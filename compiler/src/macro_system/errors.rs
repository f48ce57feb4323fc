use super::position::Position;
use super::registry::Arity;
use diagnostics::{Diagnostic, DiagnosticBuilder, DiagnosticSeverity};
use std::fmt;

#[derive(Debug, Clone, Copy, PartialEq, Eq)]
pub enum MacroSeverity {
    Error,
    Warning,
    Info,
}

/// A non-fatal message a macro body reported through its context
#[derive(Debug, Clone, PartialEq)]
pub struct MacroDiagnostic {
    pub severity: MacroSeverity,
    pub message: String,
    pub location: Position,
}

/// Errors raised while registering or evaluating macros.
///
/// None of these are recovered from: they end the current compilation
/// attempt and are reported at [`MacroError::location`].
#[derive(Debug, Clone, PartialEq)]
pub enum MacroError {
    /// A macro with this name is already registered
    DuplicateMacro {
        name: String,
        location: Option<Position>,
        previous: Option<Position>,
    },

    /// No macro registered under this name
    UnknownMacro { name: String, location: Position },

    /// Argument count does not satisfy the declared arity
    ArityMismatch {
        macro_name: String,
        expected: Arity,
        found: usize,
        location: Position,
    },

    /// A position query happened outside any macro invocation
    NoActiveCompilation { query: &'static str },

    /// A literal builder rejected its input text
    MalformedLiteral {
        literal: String,
        kind: &'static str,
        reason: String,
        location: Position,
    },

    /// Nested invocation went past the configured depth
    RecursionLimitExceeded {
        macro_name: String,
        depth: usize,
        max_depth: usize,
        chain: Vec<String>,
        location: Position,
    },

    /// A macro received an argument of the wrong shape
    InvalidArgument {
        macro_name: String,
        message: String,
        location: Position,
    },

    /// Raised by a macro body through `MacroCall::error`
    Custom { message: String, location: Position },
}

impl MacroError {
    pub fn location(&self) -> Option<Position> {
        match self {
            MacroError::DuplicateMacro { location, .. } => *location,
            MacroError::NoActiveCompilation { .. } => None,
            MacroError::UnknownMacro { location, .. }
            | MacroError::ArityMismatch { location, .. }
            | MacroError::MalformedLiteral { location, .. }
            | MacroError::RecursionLimitExceeded { location, .. }
            | MacroError::InvalidArgument { location, .. }
            | MacroError::Custom { location, .. } => Some(*location),
        }
    }

    /// Error codes E0701-E0708 are reserved for macro evaluation:
    /// - E0701: Duplicate macro registration
    /// - E0702: Unknown macro
    /// - E0703: Argument count mismatch
    /// - E0704: Position query outside a macro invocation
    /// - E0705: Malformed literal
    /// - E0706: Recursion limit exceeded
    /// - E0707: Error reported by a macro body
    /// - E0708: Invalid macro argument
    pub fn error_code(&self) -> &'static str {
        match self {
            MacroError::DuplicateMacro { .. } => "E0701",
            MacroError::UnknownMacro { .. } => "E0702",
            MacroError::ArityMismatch { .. } => "E0703",
            MacroError::NoActiveCompilation { .. } => "E0704",
            MacroError::MalformedLiteral { .. } => "E0705",
            MacroError::RecursionLimitExceeded { .. } => "E0706",
            MacroError::Custom { .. } => "E0707",
            MacroError::InvalidArgument { .. } => "E0708",
        }
    }

    pub fn suggestion(&self) -> Option<String> {
        match self {
            MacroError::DuplicateMacro { name, .. } => Some(format!(
                "rename one of the macros or unregister '{}' first",
                name
            )),
            MacroError::UnknownMacro { name, .. } => Some(format!(
                "check that macro '{}' is registered before compilation starts",
                name
            )),
            MacroError::ArityMismatch {
                macro_name,
                expected,
                ..
            } => Some(format!(
                "macro '{}' takes {} argument(s)",
                macro_name, expected
            )),
            MacroError::NoActiveCompilation { .. } => {
                Some("call this from inside a macro body".to_string())
            }
            MacroError::RecursionLimitExceeded { macro_name, .. } => Some(format!(
                "check for unbounded recursion in macro '{}', or raise max-depth",
                macro_name
            )),
            _ => None,
        }
    }

    pub fn to_diagnostic(&self) -> Diagnostic {
        let mut builder = DiagnosticBuilder::error(self.to_string()).code(self.error_code());
        if let Some(pos) = self.location() {
            builder = builder.label(pos.span(), self.label());
        }
        if let MacroError::DuplicateMacro {
            previous: Some(prev),
            ..
        } = self
        {
            builder = builder.secondary_label(prev.span(), "first registered here");
        }
        if let MacroError::RecursionLimitExceeded { chain, .. } = self {
            if !chain.is_empty() {
                builder = builder.note(format!("expansion chain: {}", chain.join(" -> ")));
            }
        }
        if let Some(help) = self.suggestion() {
            builder = builder.help(help);
        }
        builder.build()
    }

    fn label(&self) -> &'static str {
        match self {
            MacroError::DuplicateMacro { .. } => "registered again here",
            MacroError::UnknownMacro { .. } => "not a registered macro",
            MacroError::ArityMismatch { .. } => "called here",
            MacroError::NoActiveCompilation { .. } => "queried here",
            MacroError::MalformedLiteral { .. } => "invalid literal",
            MacroError::RecursionLimitExceeded { .. } => "limit reached here",
            MacroError::InvalidArgument { .. } => "unexpected argument",
            MacroError::Custom { .. } => "reported here",
        }
    }
}

impl fmt::Display for MacroError {
    fn fmt(&self, f: &mut fmt::Formatter<'_>) -> fmt::Result {
        match self {
            MacroError::DuplicateMacro { name, .. } => {
                write!(f, "macro '{}' is already registered", name)
            }
            MacroError::UnknownMacro { name, .. } => write!(f, "unknown macro: '{}'", name),
            MacroError::ArityMismatch {
                macro_name,
                expected,
                found,
                ..
            } => write!(
                f,
                "macro '{}' expects {} argument(s), found {}",
                macro_name, expected, found
            ),
            MacroError::NoActiveCompilation { query } => write!(
                f,
                "{}() called with no active macro invocation",
                query
            ),
            MacroError::MalformedLiteral {
                literal,
                kind,
                reason,
                ..
            } => write!(f, "malformed {} literal '{}': {}", kind, literal, reason),
            MacroError::RecursionLimitExceeded {
                macro_name,
                depth,
                max_depth,
                ..
            } => write!(
                f,
                "macro '{}' exceeded recursion limit: depth {} > max {}",
                macro_name, depth, max_depth
            ),
            MacroError::InvalidArgument {
                macro_name,
                message,
                ..
            } => write!(f, "invalid argument to macro '{}': {}", macro_name, message),
            MacroError::Custom { message, .. } => write!(f, "{}", message),
        }
    }
}

impl std::error::Error for MacroError {}

impl From<&MacroError> for Diagnostic {
    fn from(err: &MacroError) -> Self {
        err.to_diagnostic()
    }
}

impl MacroDiagnostic {
    pub fn error(message: impl Into<String>, location: Position) -> Self {
        Self::with_severity(MacroSeverity::Error, message, location)
    }

    pub fn warning(message: impl Into<String>, location: Position) -> Self {
        Self::with_severity(MacroSeverity::Warning, message, location)
    }

    pub fn info(message: impl Into<String>, location: Position) -> Self {
        Self::with_severity(MacroSeverity::Info, message, location)
    }

    fn with_severity(severity: MacroSeverity, message: impl Into<String>, location: Position) -> Self {
        Self {
            severity,
            message: message.into(),
            location,
        }
    }

    pub fn to_diagnostic(&self) -> Diagnostic {
        let severity = match self.severity {
            MacroSeverity::Error => DiagnosticSeverity::Error,
            MacroSeverity::Warning => DiagnosticSeverity::Warning,
            MacroSeverity::Info => DiagnosticSeverity::Info,
        };
        DiagnosticBuilder::new(severity, self.message.clone())
            .span(self.location.span())
            .build()
    }
}

#[cfg(test)]
mod tests {
    use super::*;
    use source_map::{FileId, SourceMap};

    fn pos() -> Position {
        Position::synthetic(FileId::new(0), 3, 7)
    }

    #[test]
    fn test_error_codes_are_distinct() {
        let errors = vec![
            MacroError::DuplicateMacro {
                name: "a".into(),
                location: None,
                previous: None,
            },
            MacroError::UnknownMacro {
                name: "a".into(),
                location: pos(),
            },
            MacroError::ArityMismatch {
                macro_name: "a".into(),
                expected: Arity::Exact(1),
                found: 2,
                location: pos(),
            },
            MacroError::NoActiveCompilation { query: "currentPos" },
            MacroError::MalformedLiteral {
                literal: "1x".into(),
                kind: "integer",
                reason: "unexpected character 'x'".into(),
                location: pos(),
            },
            MacroError::RecursionLimitExceeded {
                macro_name: "a".into(),
                depth: 3,
                max_depth: 2,
                chain: vec![],
                location: pos(),
            },
            MacroError::Custom {
                message: "m".into(),
                location: pos(),
            },
            MacroError::InvalidArgument {
                macro_name: "a".into(),
                message: "m".into(),
                location: pos(),
            },
        ];
        let mut codes: Vec<_> = errors.iter().map(|e| e.error_code()).collect();
        codes.sort();
        codes.dedup();
        assert_eq!(codes.len(), errors.len());
    }

    #[test]
    fn test_display_messages() {
        let err = MacroError::ArityMismatch {
            macro_name: "makeArray".into(),
            expected: Arity::Exact(1),
            found: 0,
            location: pos(),
        };
        assert_eq!(err.to_string(), "macro 'makeArray' expects 1 argument(s), found 0");

        let err = MacroError::ArityMismatch {
            macro_name: "sum".into(),
            expected: Arity::AtLeast(2),
            found: 1,
            location: pos(),
        };
        assert_eq!(err.to_string(), "macro 'sum' expects at least 2 argument(s), found 1");

        let err = MacroError::NoActiveCompilation { query: "currentPos" };
        assert_eq!(err.to_string(), "currentPos() called with no active macro invocation");
        assert_eq!(err.location(), None);
    }

    #[test]
    fn test_to_diagnostic_carries_code_span_and_chain() {
        let mut map = SourceMap::new();
        let file = map.add_file("Main.hx", "loop();");
        let at = Position::from_offsets(&map, file, 0, 6).unwrap();

        let err = MacroError::RecursionLimitExceeded {
            macro_name: "loop".into(),
            depth: 3,
            max_depth: 2,
            chain: vec!["loop".into(), "loop".into()],
            location: at,
        };
        let diagnostic = err.to_diagnostic();
        assert_eq!(diagnostic.code.as_deref(), Some("E0706"));
        assert_eq!(diagnostic.span, Some(at.span()));
        assert_eq!(diagnostic.notes, vec!["expansion chain: loop -> loop".to_string()]);
        assert_eq!(diagnostic.help.len(), 1);
    }

    #[test]
    fn test_macro_diagnostic_severity_maps() {
        let d = MacroDiagnostic::warning("careful", pos()).to_diagnostic();
        assert_eq!(d.severity, DiagnosticSeverity::Warning);
        assert_eq!(d.span, Some(pos().span()));
    }
}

══════════

> About this task
Reproduce the listing above exactly, but only from its first line through the line holding "attempt and are"; both of those lines are included.

> Reply
filename compiler/src/macro_system/errors.rs
repository f48ce57feb4323fc
use super::position::Position;
use super::registry::Arity;
use diagnostics::{Diagnostic, DiagnosticBuilder, DiagnosticSeverity};
use std::fmt;

#[derive(Debug, Clone, Copy, PartialEq, Eq)]
pub enum MacroSeverity {
    Error,
    Warning,
    Info,
}

/// A non-fatal message a macro body reported through its context
#[derive(Debug, Clone, PartialEq)]
pub struct MacroDiagnostic {
    pub severity: MacroSeverity,
    pub message: String,
    pub location: Position,
}

/// Errors raised while registering or evaluating macros.
///
/// None of these are recovered from: they end the current compilation
/// attempt and are reported at [`MacroError::location`].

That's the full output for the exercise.